The Hard Truth: Most AI Doesn’t Stick
Doug opened with a stat that made the room lean in: 95% of AI projects in service fail. Not because the technology is bad, but because it isn’t built for the realities of service workflows, or because it never makes it into the daily lives of technicians.
That set the tone: this wasn’t going to be about AI hype. It was about what actually works.
1. Winning Over the CIO
The panelists agreed—you can’t get far without IT on your side.
- Travis put it bluntly: “If you’re not starting with a well-defined use case, stop what you’re doing.” CIOs want to see projects that are desirable, feasible, and scalable.

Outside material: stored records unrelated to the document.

/// Serializes the complete configuration descriptor. `N` must equal
/// [`configuration_length`] of `entries`.
pub const fn encode_configuration<const N: usize>(
    header: &ConfigDescriptor,
    entries: &[ConfigEntry],
) -> [u8; N] {
    let total = configuration_length(entries);
    assert!(total == N, "configuration buffer size mismatch");
    assert!(total <= u16::MAX as usize, "configuration too long");

    let mut w = header.write(
        DescriptorWriter::<N>::new(),
        total as u16,
        interface_count(entries),
    );
    let mut i = 0;
    while i < entries.len() {
        w = match &entries[i] {
            ConfigEntry::Association(iad) => iad.write(w),
            ConfigEntry::Interface(interface) => interface.write(w),
            ConfigEntry::Endpoint(endpoint) => endpoint.write(w),
            ConfigEntry::Video(video) => video.write(w, computed(entries, i)),
        };
        i += 1;
    }
    w.finish()
}

/// Interface numbers are contiguous from zero, every association covers declared
/// interfaces and every VC header names existing streaming interfaces.
pub const fn validate_interfaces(entries: &[ConfigEntry]) -> bool {
    let count = interface_count(entries);
    let mut seen: u32 = 0;
    let mut i = 0;
    while i < entries.len() {
        match &entries[i] {
            ConfigEntry::Interface(interface) => {
                if interface.number >= 32 || interface.number >= count {
                    return false;
                }
                if interface.alternate_setting == 0 {
                    if seen & (1 << interface.number) != 0 {
                        return false;
                    }
                    seen |= 1 << interface.number;
                }
            }
            ConfigEntry::Association(iad) => {
                if iad.interface_count == 0
                    || iad.first_interface as u16 + iad.interface_count as u16 > count as u16
                {
                    return false;
                }
            }
            ConfigEntry::Video(VideoDescriptor::VcHeader { interfaces, .. }) => {
                let interfaces: &[u8] = interfaces;
                let mut j = 0;
                while j < interfaces.len() {
                    if interfaces[j] >= count {
                        return false;
                    }
                    j += 1;
                }
            }
            _ => {}
        }
        i += 1;
    }
    true
}

/// Every entity reference in a video control block resolves, and following the
/// references from any entity ends at an input terminal.
pub const fn validate_linkage(entries: &[ConfigEntry]) -> bool {
    // Bit n set once entity n is known to be reachable from an input terminal.
    let mut resolved: u128 = 0;
    let mut defined: u128 = 0;

    let mut i = 0;
    while i < entries.len() {
        if let ConfigEntry::Video(video) = &entries[i] {
            if let Some(id) = video.entity_id() {
                if id == 0 || id >= 128 || defined & (1 << id) != 0 {
                    return false;
                }
                defined |= 1 << id;
                if let VideoDescriptor::CameraTerminal { .. } = video {
                    resolved |= 1 << id;
                }
            }
        }
        i += 1;
    }

    // A cycle never resolves, so each pass must make progress.
    let mut progress = true;
    while progress {
        progress = false;
        let mut i = 0;
        while i < entries.len() {
            if let ConfigEntry::Video(video) = &entries[i] {
                if let Some(id) = video.entity_id() {
                    if resolved & (1 << id) == 0 && sources_resolved(video, resolved) {
                        resolved |= 1 << id;
                        progress = true;
                    }
                }
            }
            i += 1;
        }
    }
    if resolved != defined {
        return false;
    }

    // Streaming interfaces must link to a streaming output terminal.
    let mut i = 0;
    while i < entries.len() {
        if let ConfigEntry::Video(VideoDescriptor::InputHeader { terminal_link, .. }) = &entries[i]
        {
            if !is_streaming_terminal(entries, *terminal_link) {
                return false;
            }
        }
        i += 1;
    }
    true
}

const fn sources_resolved(video: &VideoDescriptor, resolved: u128) -> bool {
    match video {
        VideoDescriptor::ProcessingUnit { source_id, .. }
        | VideoDescriptor::OutputTerminal { source_id, .. } => is_resolved(*source_id, resolved),
        VideoDescriptor::ExtensionUnit { sources, .. } => {
            let sources: &[u8] = sources;
            if sources.is_empty() {
                return false;
            }
            let mut i = 0;
            while i < sources.len() {
                if !is_resolved(sources[i], resolved) {
                    return false;
                }
                i += 1;
            }
            true
        }
        _ => false,
    }
}

const fn is_resolved(id: u8, resolved: u128) -> bool {
    id != 0 && id < 128 && resolved & (1 << id) != 0
}

const fn is_streaming_terminal(entries: &[ConfigEntry], id: u8) -> bool {
    let mut i = 0;
    while i < entries.len() {
        if let ConfigEntry::Video(VideoDescriptor::OutputTerminal {
            terminal_id,
            terminal_type,
            ..
        }) = &entries[i]
        {
            if *terminal_id == id {
                return *terminal_type == TT_STREAMING;
            }
        }
        i += 1;
    }
    false
}

/// Formats are numbered from one in order, each followed by at least one frame of its
/// own kind, also numbered from one; default frame and interval indices point at
/// existing frames and intervals; input headers carry controls for every format.
pub const fn validate_formats(entries: &[ConfigEntry]) -> bool {
    let mut i = 0;
    while i < entries.len() {
        if let ConfigEntry::Video(VideoDescriptor::InputHeader {
            control_size,
            controls,
            ..
        }) = &entries[i]
        {
            let formats = computed(entries, i).count;
            if formats == 0 || controls.len() != formats as usize * *control_size as usize {
                return false;
            }
            if !validate_streaming_block(entries, i + 1, video_block_end(entries, i)) {
                return false;
            }
        }
        i += 1;
    }
    true
}

const fn validate_streaming_block(entries: &[ConfigEntry], start: usize, end: usize) -> bool {
    let mut next_format = 1;
    let mut next_frame = 0;
    // 1 for uncompressed, 2 for MJPEG, 0 outside a format.
    let mut format_kind = 0;
    let mut frames = 0;
    let mut default_frame = 0;

    let mut i = start;
    while i <= end {
        let video = if i < end {
            match &entries[i] {
                ConfigEntry::Video(video) => Some(video),
                _ => None,
            }
        } else {
            None
        };

        // Close the previous format.
        let closes = match video {
            Some(video) => !video.is_frame(),
            None => true,
        };
        if closes && format_kind != 0 {
            if frames == 0 || default_frame == 0 || default_frame > frames {
                return false;
            }
            format_kind = 0;
        }

        match video {
            Some(VideoDescriptor::FormatUncompressed {
                format_index,
                default_frame_index,
                ..
            })
            | Some(VideoDescriptor::FormatMjpeg {
                format_index,
                default_frame_index,
                ..
            }) => {
                if *format_index != next_format {
                    return false;
                }
                next_format += 1;
                next_frame = 1;
                frames = 0;
                default_frame = *default_frame_index;
                format_kind = if matches!(video, Some(VideoDescriptor::FormatMjpeg { .. })) {
                    2
                } else {
                    1
                };
            }
            Some(VideoDescriptor::FrameUncompressed(frame))
            | Some(VideoDescriptor::FrameMjpeg(frame)) => {
                let kind = if matches!(video, Some(VideoDescriptor::FrameMjpeg(_))) {
                    2
                } else {
                    1
                };
                if kind != format_kind || frame.frame_index != next_frame {
                    return false;
                }
                if frame.min_bit_rate > frame.max_bit_rate
                    || !frame.intervals.contains(frame.default_frame_interval)
                {
                    return false;
                }
                next_frame += 1;
                frames += 1;
            }
            _ => {}
        }
        i += 1;
    }
    true
}

/// Every endpoint descriptor agrees with the endpoint table, every interface declares
/// exactly the endpoints that follow it, and every input header names its interface's
/// endpoint.
pub const fn validate_endpoints(entries: &[ConfigEntry], table: &[EndpointEntry]) -> bool {
    let mut i = 0;
    while i < entries.len() {
        match &entries[i] {
            ConfigEntry::Interface(interface) => {
                let mut endpoints = 0;
                let mut stream_endpoint = 0;
                let mut header_endpoint = 0;
                let mut j = i + 1;
                while j < entries.len() {
                    match &entries[j] {
                        ConfigEntry::Endpoint(endpoint) => {
                            endpoints += 1;
                            stream_endpoint = endpoint.address;
                        }
                        ConfigEntry::Video(VideoDescriptor::InputHeader {
                            endpoint_address, ..
                        }) => header_endpoint = *endpoint_address,
                        ConfigEntry::Video(_) => {}
                        _ => break,
                    }
                    j += 1;
                }
                if endpoints != interface.endpoints {
                    return false;
                }
                if header_endpoint != 0 && header_endpoint != stream_endpoint {
                    return false;
                }
            }
            ConfigEntry::Endpoint(endpoint) => {
                if !matches_table(endpoint, table) {
                    return false;
                }
            }
            _ => {}
        }
        i += 1;
    }
    true
}

const fn matches_table(endpoint: &EndpointDescriptor, table: &[EndpointEntry]) -> bool {
    let mut i = 0;
    while i < table.len() {
        let entry = &table[i];
        if entry.number == endpoint.number() {
            let direction_ok = match entry.direction() {
                EndpDirection::In => endpoint.is_in(),
                EndpDirection::Out => !endpoint.is_in(),
                EndpDirection::Bidirectional => false,
            };
            let interval_ok = match entry.kind {
                EndpointKind::Interrupt | EndpointKind::Isochronous => {
                    entry.interval == endpoint.interval
                }
                _ => true,
            };
            return direction_ok
                && interval_ok
                && entry.kind as u8 == endpoint.ty() as u8
                && entry.max_packet_size == endpoint.max_packet_size;
        }
        i += 1;
    }
    false
}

- Mike Hughes added that you need your CIO as a true ally: “If they’re not your best friend, make sure they are.”
Lesson learned? Translate service KPIs into enterprise outcomes—things like productivity gains, scalability, and data security.
2. Stop Waiting for Perfect Data
Everyone nodded at this one: no one has clean data. Waiting for perfection just delays progress.
Travis recommended pilots and “seven-day challenges” with messy, as-is data. Mike Gallon stressed that CIOs care just as much about data security as data quality, so you’d better be ready to speak their language.
3. Keep It Simple: Fewer Use Cases, Bigger Impact
Instead of trying to boil the ocean, the panelists shared how they narrowed their focus:
- JLG targeted technician pain points like time spent documenting and searching multiple systems.
- Peak Scientific streamlined parts identification, which used to require checking five different databases.
- Coca-Cola validated AI internally first, then rolled it out gradually to bottlers.
The rule of thumb: start small, solve real problems, and tie every use case back to customer experience.
4. The “Silver Tsunami” is Here
One phrase kept coming up: the silver tsunami—the retirement wave hitting experienced technicians.
- JLG has seen 70% turnover in its support team over just four years.
- Peak Scientific stressed the danger of tribal knowledge walking out the door.
AI is part of the solution: capturing expertise before it’s lost, and putting it in the hands of the next generation of techs.
5. What They’d Do Differently
Each panelist wrapped with advice for anyone just starting out:
- Get an IT coach who can translate your story to the CIO.
- Build relationships—understand CIO concerns around security and governance.
- Own the education—service leaders themselves need to explain the “why” behind AI to the business.
Final Word
AI isn’t a magic bullet. But when you start with the right use cases, build CIO partnerships, and keep technicians at the center, it can be transformational.
As Doug put it: “It’s not about selling the CIO on a future threat—it’s about showing them the problems you’re already facing, and how AI can help solve them.”